┌────────
use crate::config::{CategoryConfig, ContentConfig};
use crate::nav::TabDescriptor;
use crate::Result;

use super::grid::{ContentItem, GridLayout, ItemGenerator, SourceTemplate};

/// A tab together with the grid it shows
#[derive(Debug, Clone)]
pub struct Category {
    pub tab: TabDescriptor,
    pub generator: ItemGenerator,
    pub layout: GridLayout,
}

impl Category {
    pub fn from_config(
        config: &CategoryConfig,
        template: SourceTemplate,
        count: usize,
        columns: u16,
        vertical_scale: f64,
    ) -> Self {
        Self {
            tab: config.tab(),
            generator: ItemGenerator::new(config.offset, count, template),
            layout: GridLayout::new(columns, config.aspect_ratio, vertical_scale),
        }
    }

    pub fn items(&self) -> Vec<ContentItem> {
        self.generator.items().collect()
    }

    pub fn content_height(&self, width: u16) -> u16 {
        self.layout.content_height(width, self.generator.count())
    }
}

/// All categories in tab order
#[derive(Debug, Clone)]
pub struct Catalog {
    categories: Vec<Category>,
}

impl Catalog {
    pub fn from_config(config: &ContentConfig, vertical_scale: f64) -> Result<Self> {
        let template = SourceTemplate::new(config.image_template.clone())?;
        let categories = config
            .categories
            .iter()
            .map(|c| {
                Category::from_config(
                    c,
                    template.clone(),
                    config.items_per_category,
                    config.columns,
                    vertical_scale,
                )
            })
            .collect();
        Ok(Self { categories })
    }

    pub fn categories(&self) -> &[Category] {
        &self.categories
    }

    pub fn get(&self, index: usize) -> Option<&Category> {
        self.categories.get(index)
    }

    pub fn find(&self, key: &str) -> Option<&Category> {
        self.categories.iter().find(|c| c.tab.key == key)
    }

    pub fn tabs(&self) -> Vec<TabDescriptor> {
        self.categories.iter().map(|c| c.tab.clone()).collect()
    }

    pub fn len(&self) -> usize {
        self.categories.len()
    }

    pub fn is_empty(&self) -> bool {
        self.categories.is_empty()
    }
}
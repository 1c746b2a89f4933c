mod content_grid;
mod highlights;
mod pager;
mod popup;
mod profile_header;
mod scroll_view;
mod status_bar;
pub mod tab_bar;

pub use content_grid::ContentGridWidget;
pub use highlights::HighlightsWidget;
pub use pager::PagerWidget;
pub use popup::PopupWidget;
pub use profile_header::ProfileHeaderWidget;
pub use scroll_view::{blit, ScrollViewWidget};
pub use status_bar::StatusBarWidget;
pub use tab_bar::{icon_glyph, TabBarWidget};

/// Truncate a string to max length with ellipsis
pub(crate) fn truncate_str(s: &str, max_len: usize) -> String {
    if s.chars().count() <= max_len {
        s.to_string()
    } else if max_len <= 3 {
        s.chars().take(max_len).collect()
    } else {
        let truncated: String = s.chars().take(max_len - 3).collect();
        format!("{}...", truncated)
    }
}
└────────
## Exercise
Copy out all the entries exactly once more.

## Solution for this task
use crate::config::{CategoryConfig, ContentConfig};
use crate::nav::TabDescriptor;
use crate::Result;

use super::grid::{ContentItem, GridLayout, ItemGenerator, SourceTemplate};

/// A tab together with the grid it shows
#[derive(Debug, Clone)]
pub struct Category {
    pub tab: TabDescriptor,
    pub generator: ItemGenerator,
    pub layout: GridLayout,
}

impl Category {
    pub fn from_config(
        config: &CategoryConfig,
        template: SourceTemplate,
        count: usize,
        columns: u16,
        vertical_scale: f64,
    ) -> Self {
        Self {
            tab: config.tab(),
            generator: ItemGenerator::new(config.offset, count, template),
            layout: GridLayout::new(columns, config.aspect_ratio, vertical_scale),
        }
    }

    pub fn items(&self) -> Vec<ContentItem> {
        self.generator.items().collect()
    }

    pub fn content_height(&self, width: u16) -> u16 {
        self.layout.content_height(width, self.generator.count())
    }
}

/// All categories in tab order
#[derive(Debug, Clone)]
pub struct Catalog {
    categories: Vec<Category>,
}

impl Catalog {
    pub fn from_config(config: &ContentConfig, vertical_scale: f64) -> Result<Self> {
        let template = SourceTemplate::new(config.image_template.clone())?;
        let categories = config
            .categories
            .iter()
            .map(|c| {
                Category::from_config(
                    c,
                    template.clone(),
                    config.items_per_category,
                    config.columns,
                    vertical_scale,
                )
            })
            .collect();
        Ok(Self { categories })
    }

    pub fn categories(&self) -> &[Category] {
        &self.categories
    }

    pub fn get(&self, index: usize) -> Option<&Category> {
        self.categories.get(index)
    }

    pub fn find(&self, key: &str) -> Option<&Category> {
        self.categories.iter().find(|c| c.tab.key == key)
    }

    pub fn tabs(&self) -> Vec<TabDescriptor> {
        self.categories.iter().map(|c| c.tab.clone()).collect()
    }

    pub fn len(&self) -> usize {
        self.categories.len()
    }

    pub fn is_empty(&self) -> bool {
        self.categories.is_empty()
    }
}
repository 1c746b2a89f4933c
mod content_grid;
mod highlights;
mod pager;
mod popup;
mod profile_header;
mod scroll_view;
mod status_bar;
pub mod tab_bar;

pub use content_grid::ContentGridWidget;
pub use highlights::HighlightsWidget;
pub use pager::PagerWidget;
pub use popup::PopupWidget;
pub use profile_header::ProfileHeaderWidget;
pub use scroll_view::{blit, ScrollViewWidget};
pub use status_bar::StatusBarWidget;
pub use tab_bar::{icon_glyph, TabBarWidget};

/// Truncate a string to max length with ellipsis
pub(crate) fn truncate_str(s: &str, max_len: usize) -> String {
    if s.chars().count() <= max_len {
        s.to_string()
    } else if max_len <= 3 {
        s.chars().take(max_len).collect()
    } else {
        let truncated: String = s.chars().take(max_len - 3).collect();
        format!("{}...", truncated)
    }
}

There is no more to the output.